EXERCISE DATA:
[Start of Attachment]

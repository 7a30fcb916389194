//! Dashboard figures computed from several upstream collections at once.
//!
//! Every source is fetched concurrently under its own timeout. A source that
//! fails or times out contributes an empty list; the figures are still
//! computed from whatever succeeded and a single generic warning is attached.

use chrono::{DateTime, Utc};
use rust_decimal::Decimal;
use serde::de::DeserializeOwned;
use serde::Serialize;
use std::time::Duration;

use crate::models::{
    money_total, Invoice, InvoiceStatus, Normalize, Payment, PaymentLink, PaymentStatus,
    RawInvoice, RawPayment, RawPaymentLink, RawServiceRequest, RawSubscription, RawUser, Role,
    ServiceRequest, ServiceRequestStatus, Subscription, SubscriptionStatus, User,
};
use crate::services::upstream::{fetch_list, record_failure, Backend, Resource};

pub const PARTIAL_DATA_WARNING: &str =
    "Some dashboard data could not be loaded. Figures may be incomplete.";

#[derive(Debug, Clone, Serialize)]
#[serde(rename_all = "camelCase")]
pub struct DashboardLoad<T> {
    pub stats: T,
    #[serde(skip_serializing_if = "Option::is_none")]
    pub warning: Option<String>,
    #[serde(skip)]
    pub failed: Vec<Resource>,
}

/// Collects per-source failures while unwrapping fetched lists.
#[derive(Default)]
struct Outcomes {
    failed: Vec<Resource>,
}

impl Outcomes {
    fn take<T>(&mut self, fetched: Result<Vec<T>, Resource>) -> Vec<T> {
        fetched.unwrap_or_else(|resource| {
            self.failed.push(resource);
            Vec::new()
        })
    }

    fn finish<T>(self, stats: T) -> DashboardLoad<T> {
        let warning = if self.failed.is_empty() {
            None
        } else {
            tracing::warn!(failed = ?self.failed, "Dashboard computed from partial data");
            Some(PARTIAL_DATA_WARNING.to_string())
        };
        DashboardLoad {
            stats,
            warning,
            failed: self.failed,
        }
    }
}

async fn fetch_within<R>(
    backend: &dyn Backend,
    resource: Resource,
    query: &[(&str, String)],
    limit: Duration,
) -> Result<Vec<R::Output>, Resource>
where
    R: DeserializeOwned + Normalize,
{
    match tokio::time::timeout(limit, fetch_list::<R>(backend, resource, query)).await {
        Ok(Ok(items)) => Ok(items),
        Ok(Err(_)) => Err(resource),
        Err(_) => {
            record_failure(resource);
            tracing::warn!(
                resource = resource.label(),
                timeout_ms = limit.as_millis() as u64,
                "Upstream fetch timed out"
            );
            Err(resource)
        }
    }
}

#[derive(Debug, Clone, Default, PartialEq, Serialize)]
#[serde(rename_all = "camelCase")]
pub struct AdminStats {
    pub total_users: usize,
    pub active_users: usize,
    pub total_clients: usize,
    pub total_agents: usize,
    pub total_invoices: usize,
    pub paid_invoices: usize,
    pub unpaid_invoices: usize,
    pub overdue_invoices: usize,
    #[serde(with = "rust_decimal::serde::float")]
    pub total_revenue: Decimal,
    #[serde(with = "rust_decimal::serde::float")]
    pub outstanding_amount: Decimal,
    pub total_payments: usize,
    pub completed_payments: usize,
    pub pending_payments: usize,
    pub failed_payments: usize,
    pub refunded_payments: usize,
    #[serde(with = "rust_decimal::serde::float")]
    pub collected_amount: Decimal,
    #[serde(with = "rust_decimal::serde::float")]
    pub processing_fees: Decimal,
    pub active_subscriptions: usize,
    #[serde(with = "rust_decimal::serde::float")]
    pub monthly_recurring_revenue: Decimal,
    pub open_service_requests: usize,
}

#[derive(Debug, Clone, Default, PartialEq, Serialize)]
#[serde(rename_all = "camelCase")]
pub struct ClientStats {
    pub total_invoices: usize,
    pub paid_invoices: usize,
    pub unpaid_invoices: usize,
    pub overdue_invoices: usize,
    #[serde(with = "rust_decimal::serde::float")]
    pub amount_due: Decimal,
    #[serde(with = "rust_decimal::serde::float")]
    pub amount_paid: Decimal,
    pub active_subscriptions: usize,
    pub open_service_requests: usize,
    pub active_payment_links: usize,
}

#[derive(Debug, Clone, Default, PartialEq, Serialize)]
#[serde(rename_all = "camelCase")]
pub struct AgentStats {
    pub assigned_requests: usize,
    pub pending_requests: usize,
    pub in_progress_requests: usize,
    pub completed_requests: usize,
    #[serde(with = "rust_decimal::serde::float")]
    pub quoted_value: Decimal,
    pub client_count: usize,
}

fn count_invoices(invoices: &[Invoice], status: InvoiceStatus) -> usize {
    invoices.iter().filter(|i| i.status == status).count()
}

fn sum_invoices(invoices: &[Invoice], keep: impl Fn(&Invoice) -> bool) -> Decimal {
    money_total(invoices.iter().filter(|i| keep(i)).map(|i| i.amount))
}

fn count_payments(payments: &[Payment], status: PaymentStatus) -> usize {
    payments.iter().filter(|p| p.status == status).count()
}

fn active_subscriptions(subscriptions: &[Subscription]) -> impl Iterator<Item = &Subscription> {
    subscriptions
        .iter()
        .filter(|s| s.status == SubscriptionStatus::Active)
}

pub fn admin_stats(
    users: &[User],
    invoices: &[Invoice],
    payments: &[Payment],
    subscriptions: &[Subscription],
    requests: &[ServiceRequest],
) -> AdminStats {
    let completed = || payments.iter().filter(|p| p.status == PaymentStatus::Completed);

    AdminStats {
        total_users: users.len(),
        active_users: users.iter().filter(|u| u.is_active).count(),
        total_clients: users.iter().filter(|u| u.role == Role::Client).count(),
        total_agents: users.iter().filter(|u| u.role == Role::Agent).count(),
        total_invoices: invoices.len(),
        paid_invoices: count_invoices(invoices, InvoiceStatus::Paid),
        unpaid_invoices: count_invoices(invoices, InvoiceStatus::Unpaid),
        overdue_invoices: count_invoices(invoices, InvoiceStatus::Overdue),
        total_revenue: sum_invoices(invoices, |i| i.status == InvoiceStatus::Paid),
        outstanding_amount: sum_invoices(invoices, |i| i.status.is_outstanding()),
        total_payments: payments.len(),
        completed_payments: count_payments(payments, PaymentStatus::Completed),
        pending_payments: count_payments(payments, PaymentStatus::Pending),
        failed_payments: count_payments(payments, PaymentStatus::Failed),
        refunded_payments: count_payments(payments, PaymentStatus::Refunded),
        collected_amount: money_total(completed().map(|p| p.amount)),
        processing_fees: money_total(completed().map(|p| p.processing_fee)),
        active_subscriptions: active_subscriptions(subscriptions).count(),
        monthly_recurring_revenue: money_total(
            active_subscriptions(subscriptions).map(|s| s.interval.monthly_equivalent(s.amount)),
        ),
        open_service_requests: requests.iter().filter(|r| r.status.is_open()).count(),
    }
}

pub fn client_stats(
    invoices: &[Invoice],
    payments: &[Payment],
    subscriptions: &[Subscription],
    requests: &[ServiceRequest],
    links: &[PaymentLink],
    now: DateTime<Utc>,
) -> ClientStats {
    ClientStats {
        total_invoices: invoices.len(),
        paid_invoices: count_invoices(invoices, InvoiceStatus::Paid),
        unpaid_invoices: count_invoices(invoices, InvoiceStatus::Unpaid),
        overdue_invoices: count_invoices(invoices, InvoiceStatus::Overdue),
        amount_due: sum_invoices(invoices, |i| i.status.is_outstanding()),
        amount_paid: money_total(
            payments
                .iter()
                .filter(|p| p.status == PaymentStatus::Completed)
                .map(|p| p.amount),
        ),
        active_subscriptions: active_subscriptions(subscriptions).count(),
        open_service_requests: requests.iter().filter(|r| r.status.is_open()).count(),
        active_payment_links: links.iter().filter(|l| l.is_usable(now)).count(),
    }
}

pub fn agent_stats(requests: &[ServiceRequest], clients: &[User]) -> AgentStats {
    let with_status =
        |status: ServiceRequestStatus| requests.iter().filter(|r| r.status == status).count();

    AgentStats {
        assigned_requests: requests.len(),
        pending_requests: with_status(ServiceRequestStatus::Pending),
        in_progress_requests: with_status(ServiceRequestStatus::InProgress),
        completed_requests: with_status(ServiceRequestStatus::Completed),
        quoted_value: money_total(
            requests
                .iter()
                .filter(|r| {
                    matches!(
                        r.status,
                        ServiceRequestStatus::Quoted
                            | ServiceRequestStatus::Approved
                            | ServiceRequestStatus::InProgress
                    )
                })
                .filter_map(ServiceRequest::effective_price),
        ),
        client_count: clients.len(),
    }
}

/// Keep records owned by `owner`, plus records the upstream did not attribute.
fn owned_by<T>(items: Vec<T>, owner: &str, id_of: impl Fn(&T) -> Option<&str>) -> Vec<T> {
    items
        .into_iter()
        .filter(|item| id_of(item).map_or(true, |id| id == owner))
        .collect()
}

pub async fn load_admin(backend: &dyn Backend, limit: Duration) -> DashboardLoad<AdminStats> {
    let (users, invoices, payments, subscriptions, requests) = tokio::join!(
        fetch_within::<RawUser>(backend, Resource::Users, &[], limit),
        fetch_within::<RawInvoice>(backend, Resource::Invoices, &[], limit),
        fetch_within::<RawPayment>(backend, Resource::Payments, &[], limit),
        fetch_within::<RawSubscription>(backend, Resource::Subscriptions, &[], limit),
        fetch_within::<RawServiceRequest>(backend, Resource::ServiceRequests, &[], limit),
    );

    let mut outcomes = Outcomes::default();
    let users = outcomes.take(users);
    let invoices = outcomes.take(invoices);
    let payments = outcomes.take(payments);
    let subscriptions = outcomes.take(subscriptions);
    let requests = outcomes.take(requests);

    outcomes.finish(admin_stats(
        &users,
        &invoices,
        &payments,
        &subscriptions,
        &requests,
    ))
}

pub async fn load_client(
    backend: &dyn Backend,
    client_id: &str,
    limit: Duration,
) -> DashboardLoad<ClientStats> {
    let query = [("clientId", client_id.to_string())];
    let (invoices, payments, subscriptions, requests, links) = tokio::join!(
        fetch_within::<RawInvoice>(backend, Resource::Invoices, &query, limit),
        fetch_within::<RawPayment>(backend, Resource::Payments, &query, limit),
        fetch_within::<RawSubscription>(backend, Resource::Subscriptions, &query, limit),
        fetch_within::<RawServiceRequest>(backend, Resource::ServiceRequests, &query, limit),
        fetch_within::<RawPaymentLink>(backend, Resource::PaymentLinks, &query, limit),
    );

    let mut outcomes = Outcomes::default();
    let invoices = owned_by(outcomes.take(invoices), client_id, |i: &Invoice| {
        i.client_id.as_deref()
    });
    let payments = owned_by(outcomes.take(payments), client_id, |p: &Payment| {
        p.client_id.as_deref()
    });
    let subscriptions = owned_by(outcomes.take(subscriptions), client_id, |s: &Subscription| {
        s.client_id.as_deref()
    });
    let requests = owned_by(outcomes.take(requests), client_id, |r: &ServiceRequest| {
        r.client_id.as_deref()
    });
    let links = owned_by(outcomes.take(links), client_id, PaymentLink::client_id);

    outcomes.finish(client_stats(
        &invoices,
        &payments,
        &subscriptions,
        &requests,
        &links,
        Utc::now(),
    ))
}

pub async fn load_agent(
    backend: &dyn Backend,
    agent_id: &str,
    limit: Duration,
) -> DashboardLoad<AgentStats> {
    let query = [("agentId", agent_id.to_string())];
    let (requests, clients) = tokio::join!(
        fetch_within::<RawServiceRequest>(backend, Resource::ServiceRequests, &query, limit),
        fetch_within::<RawUser>(backend, Resource::Clients, &[], limit),
    );

    let mut outcomes = Outcomes::default();
    let requests = owned_by(outcomes.take(requests), agent_id, |r: &ServiceRequest| {
        r.agent_id.as_deref()
    });
    let clients = outcomes.take(clients);

    outcomes.finish(agent_stats(&requests, &clients))
}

[End of Attachment]

EXERCISE DESCRIPTION: In the material above, locate the line containing "r.client_id.as_deref()" and the line containing "let (requests, clients)". Transcribe exactly those two lines and every line between them, and nothing more.

SOLUTION FOR THIS PROBLEM:
        r.client_id.as_deref()
    });
    let links = owned_by(outcomes.take(links), client_id, PaymentLink::client_id);

    outcomes.finish(client_stats(
        &invoices,
        &payments,
        &subscriptions,
        &requests,
        &links,
        Utc::now(),
    ))
}

pub async fn load_agent(
    backend: &dyn Backend,
    agent_id: &str,
    limit: Duration,
) -> DashboardLoad<AgentStats> {
    let query = [("agentId", agent_id.to_string())];
    let (requests, clients) = tokio::join!(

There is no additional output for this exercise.